Adhesive Capsulitis (Frozen Shoulder)
This clinical presentation is classic for adhesive capsulitis (frozen shoulder), and treatment should begin immediately with physical therapy focusing on range of motion exercises, NSAIDs for pain control, and consideration of corticosteroid injection if conservative measures fail within 4-6 weeks. 1, 2
Diagnostic Reasoning
The constellation of findings strongly indicates adhesive capsulitis:
- Night pain that disrupts sleep is pathognomonic for adhesive capsulitis 3
- Inability to perform activities of daily living (unhooking bra strap) indicates severe functional limitation in internal rotation, a hallmark of this condition 4, 3
- Global restriction of passive ROM in internal rotation, external rotation, and flexion with preserved strength distinguishes adhesive capsulitis from rotator cuff tears 3
- No history of trauma and age 57 years fits the typical demographic (40-60 years, more common in women) 4, 3
- Pain radiating to biceps reflects the diffuse capsular inflammation characteristic of this condition 3
The preserved strength is critical—it rules out significant rotator cuff tears, which would show weakness on specific testing 3, 5.
Initial Diagnostic Workup
Obtain standard shoulder radiographs (AP views in internal and external rotation, plus axillary lateral or scapular Y view) to exclude other pathology such as glenohumeral osteoarthritis, calcific tendinitis, or fractures 1, 6
- Plain films are typically normal in adhesive capsulitis but are necessary to rule out alternative diagnoses 1
- Advanced imaging (MRI) is not initially indicated unless diagnosis remains unclear after radiographs or symptoms fail to improve with appropriate conservative management 1, 2
Treatment Algorithm
First-Line Conservative Management (Weeks 0-6)

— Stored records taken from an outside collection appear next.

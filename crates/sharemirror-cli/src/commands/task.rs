//! Task command - create, inspect and administer mirror tasks

use anyhow::{Context, Result};
use clap::{Args, Subcommand};

use sharemirror_cloud::provider::share_client_for;
use sharemirror_core::domain::{RemoteId, Task, TaskStatus};
use sharemirror_core::usecases::{
    CreateTaskRequest, CreateTaskUseCase, TaskUpdate, UpdateTaskUseCase,
};

use super::{parse_account_id, parse_task_id, CliContext};
use crate::output::{Listing, Render};

#[derive(Debug, Subcommand)]
pub enum TaskCommand {
    /// Create tasks from a share link
    Add(AddArgs),
    /// List tasks, newest first
    List {
        /// Only tasks with this status
        #[arg(long)]
        status: Option<String>,
    },
    /// Show one task in full
    Show {
        /// Task id
        id: String,
    },
    /// Change task settings
    Update(UpdateArgs),
    /// Remove a task and its log
    Remove {
        /// Task id
        id: String,
    },
    /// Put a failed task back into the schedule
    Reset {
        /// Task id
        id: String,
    },
}

#[derive(Debug, Args)]
pub struct AddArgs {
    /// Share link
    pub link: String,
    /// Account id to mirror into
    #[arg(long)]
    pub account: String,
    /// Folder of your drive that receives the mirror folder (-11 is the drive root)
    #[arg(long, allow_hyphen_values = true)]
    pub target: String,
    /// Expected number of episodes
    #[arg(long)]
    pub total: Option<u32>,
    /// Access code of a protected share
    #[arg(long)]
    pub code: Option<String>,
    /// Sub-folder id to mirror (repeatable; "root" for the share's own files)
    #[arg(long = "folder")]
    pub folders: Vec<String>,
}

#[derive(Debug, Args)]
pub struct UpdateArgs {
    /// Task id
    pub id: String,
    #[arg(long)]
    pub resource_name: Option<String>,
    #[arg(long)]
    pub target_folder_id: Option<String>,
    #[arg(long)]
    pub target_folder_name: Option<String>,
    #[arg(long)]
    pub share_folder_id: Option<String>,
    #[arg(long)]
    pub share_folder_name: Option<String>,
    #[arg(long, allow_hyphen_values = true)]
    pub current_episodes: Option<i64>,
    #[arg(long, allow_hyphen_values = true)]
    pub total_episodes: Option<i64>,
    /// pending, processing, completed or failed
    #[arg(long)]
    pub status: Option<String>,
    #[arg(long, allow_hyphen_values = true)]
    pub episode_threshold: Option<i64>,
    /// Custom episode pattern; empty clears it
    #[arg(long)]
    pub episode_regex: Option<String>,
    #[arg(long)]
    pub episode_use_regex: Option<bool>,
    /// Comma-separated keywords; empty clears
    #[arg(long)]
    pub whitelist: Option<String>,
    /// Comma-separated keywords; empty clears
    #[arg(long)]
    pub blacklist: Option<String>,
    /// Files to keep in the mirror folder; 0 disables retention
    #[arg(long, allow_hyphen_values = true)]
    pub max_keep: Option<i64>,
    /// Rename pattern; empty removes the rule
    #[arg(long)]
    pub rename_from: Option<String>,
    /// Rename template ($1, ${name})
    #[arg(long)]
    pub rename_to: Option<String>,
    /// Own check interval in seconds; 0 returns to the global tick
    #[arg(long, allow_hyphen_values = true)]
    pub interval: Option<i64>,
}

impl From<&UpdateArgs> for TaskUpdate {
    fn from(args: &UpdateArgs) -> Self {
        TaskUpdate {
            resource_name: args.resource_name.clone(),
            target_folder_id: args.target_folder_id.clone(),
            target_folder_name: args.target_folder_name.clone(),
            share_folder_id: args.share_folder_id.clone(),
            share_folder_name: args.share_folder_name.clone(),
            current_episodes: args.current_episodes,
            total_episodes: args.total_episodes,
            status: args.status.clone(),
            episode_threshold: args.episode_threshold,
            episode_regex: args.episode_regex.clone(),
            episode_use_regex: args.episode_use_regex,
            whitelist_keywords: args.whitelist.clone(),
            blacklist_keywords: args.blacklist.clone(),
            max_keep_save_file: args.max_keep,
            rename_source_regex: args.rename_from.clone(),
            rename_target_template: args.rename_to.clone(),
            check_interval_secs: args.interval,
        }
    }
}

impl Render for Task {
    fn lines(&self) -> Vec<String> {
        vec![summary_line(self)]
    }

    fn json(&self) -> serde_json::Value {
        serde_json::to_value(self).unwrap_or_default()
    }
}

/// Every setting of one task, for `task show`
struct TaskDetail<'a>(&'a Task);

impl Render for TaskDetail<'_> {
    fn lines(&self) -> Vec<String> {
        detail_lines(self.0)
    }

    fn json(&self) -> serde_json::Value {
        self.0.json()
    }
}

fn summary_line(task: &Task) -> String {
    let mut line = format!(
        "{}  [{}]  {} -> {}  (episodes {}/{}, threshold {})",
        task.id(),
        task.status(),
        task.display_name(),
        task.target_folder_name(),
        task.current_episodes(),
        task.total_episodes(),
        task.episode_threshold()
    );
    if let Some(secs) = task.check_interval_secs() {
        line.push_str(&format!(", every {secs}s"));
    }
    line
}

fn detail_lines(task: &Task) -> Vec<String> {
    let mut lines = vec![
        format!("id:                {}", task.id()),
        format!("account:           {}", task.account_id()),
        format!("status:            {}", task.status()),
        format!("share link:        {}", task.share_link()),
        format!(
            "share folder:      {} ({})",
            task.share_folder_id(),
            task.share_folder_name()
        ),
        format!(
            "target folder:     {} ({})",
            task.target_folder_id(),
            task.target_folder_name()
        ),
        format!(
            "episodes:          {}/{}",
            task.current_episodes(),
            task.total_episodes()
        ),
        format!("episode threshold: {}", task.episode_threshold()),
        format!(
            "episode pattern:   {}{}",
            task.episode_regex().unwrap_or("-"),
            if task.episode_use_regex() { "" } else { " (heuristics off)" }
        ),
        format!("whitelist:         {}", task.whitelist_keywords().unwrap_or("-")),
        format!("blacklist:         {}", task.blacklist_keywords().unwrap_or("-")),
        format!("keep at most:      {}", task.max_keep_save_file()),
    ];
    if let Some(rule) = task.rename_rule() {
        lines.push(format!(
            "rename:            {} -> {}",
            rule.source_regex, rule.target_template
        ));
    }
    if let Some(at) = task.last_file_update_time() {
        lines.push(format!("last transfer:     {}", at.to_rfc3339()));
    }
    if let Some(error) = task.last_error() {
        lines.push(format!("last error:        {error}"));
    }
    lines
}

impl TaskCommand {
    pub async fn execute(&self, ctx: &CliContext) -> Result<()> {
        let config = ctx.load_config()?;
        let repo = ctx.open_repository(&config).await?;
        let formatter = ctx.formatter();

        match self {
            TaskCommand::Add(args) => {
                let account_id = parse_account_id(&args.account)?;
                let account = repo
                    .get_account(&account_id)
                    .await?
                    .with_context(|| format!("Account not found: {account_id}"))?;
                let client = share_client_for(&config.provider, &account)?;

                let target = RemoteId::new(args.target.as_str())?;
                let mut request = CreateTaskRequest::new(account_id, args.link.as_str(), target);
                request.total_episodes = args.total;
                request.access_code = args.code.clone();
                request.selected_folders = args.folders.clone();

                let tasks = CreateTaskUseCase::new(repo)
                    .execute(client.as_ref(), request)
                    .await?;

                formatter.done(
                    &format!("Created {} task(s)", tasks.len()),
                    &Listing::new(&tasks, "No folders matched"),
                );
            }
            TaskCommand::List { status } => {
                let tasks = match status {
                    Some(raw) => {
                        let status: TaskStatus = raw.parse()?;
                        let mut tasks = repo.find_tasks_by_status(&[status]).await?;
                        tasks.reverse();
                        tasks
                    }
                    None => repo.list_tasks().await?,
                };
                formatter.show(&Listing::new(&tasks, "No tasks"));
            }
            TaskCommand::Show { id } => {
                let id = parse_task_id(id)?;
                let task = repo
                    .get_task(&id)
                    .await?
                    .with_context(|| format!("Task not found: {id}"))?;
                formatter.show(&TaskDetail(&task));
            }
            TaskCommand::Update(args) => {
                let id = parse_task_id(&args.id)?;
                let update = TaskUpdate::from(args);
                if update.is_empty() {
                    formatter.warn("Nothing to update");
                    return Ok(());
                }
                let task = UpdateTaskUseCase::new(repo).execute(&id, &update).await?;
                formatter.done(&format!("Updated {}", task.display_name()), &TaskDetail(&task));
            }
            TaskCommand::Remove { id } => {
                let id = parse_task_id(id)?;
                if repo.remove_task(&id).await? {
                    formatter.success(&format!("Removed task {id}"));
                } else {
                    formatter.error(&format!("Task not found: {id}"));
                }
            }
            TaskCommand::Reset { id } => {
                let id = parse_task_id(id)?;
                let task = UpdateTaskUseCase::new(repo).reset(&id).await?;
                formatter.done(&format!("Reset {}", task.display_name()), &task);
            }
        }
        Ok(())
    }
}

Physical therapy is the cornerstone of treatment:
- Range of motion exercises focusing specifically on external rotation and abduction 1
- Gentle stretching and mobilization techniques, progressing gradually 2
- Avoid overhead pulleys which can cause uncontrolled abduction and worsen symptoms 1
Pain management:
- Start with acetaminophen as first-line oral analgesic 2
- If inadequate relief, use NSAIDs at the lowest effective dose for shortest duration 2
- Activity modification to reduce stress during healing 2
Second-Line Interventions (If inadequate response at 4-6 weeks)
Corticosteroid injection:
- Glenohumeral intra-articular corticosteroid injection is appropriate when inflammation-related pain persists 2
- This can provide significant pain relief and facilitate physical therapy participation 2
Refractory Cases (After 3-6 months of conservative treatment)
Consider manipulation under anesthesia or surgical intervention:
- Glenohumeral gliding manipulation under interscalene brachial plexus block has shown dramatic improvements (average 68° increase in flexion, 77° in abduction, 49° in external rotation immediately post-manipulation) 4
- This can be performed in an office setting by practitioners knowledgeable in manipulation techniques 4
- Surgical capsular release is reserved for cases failing all conservative measures 2
Critical Clinical Pearls
The limitation of external rotation correlates directly with pain severity, particularly night pain 7. This means that therapeutic interventions targeting external rotational dysfunction should be prioritized to reduce night pain 7.
Common pitfalls to avoid:
- Aggressive or improper passive range of motion can cause more harm than good 8
- Failing to address the global capsular restriction—focusing only on one plane of motion is insufficient 3
- Premature advanced imaging when clinical diagnosis is clear wastes resources 1
Screen for associated conditions:
- Diabetes and thyroid disorders are commonly associated with adhesive capsulitis 3
Expected Timeline
Symptoms typically persist for 3-16 months with conservative treatment 4. Most patients show measurable improvement with consistent physical therapy over 9 weeks average 4, though complete resolution may take 12-18 months.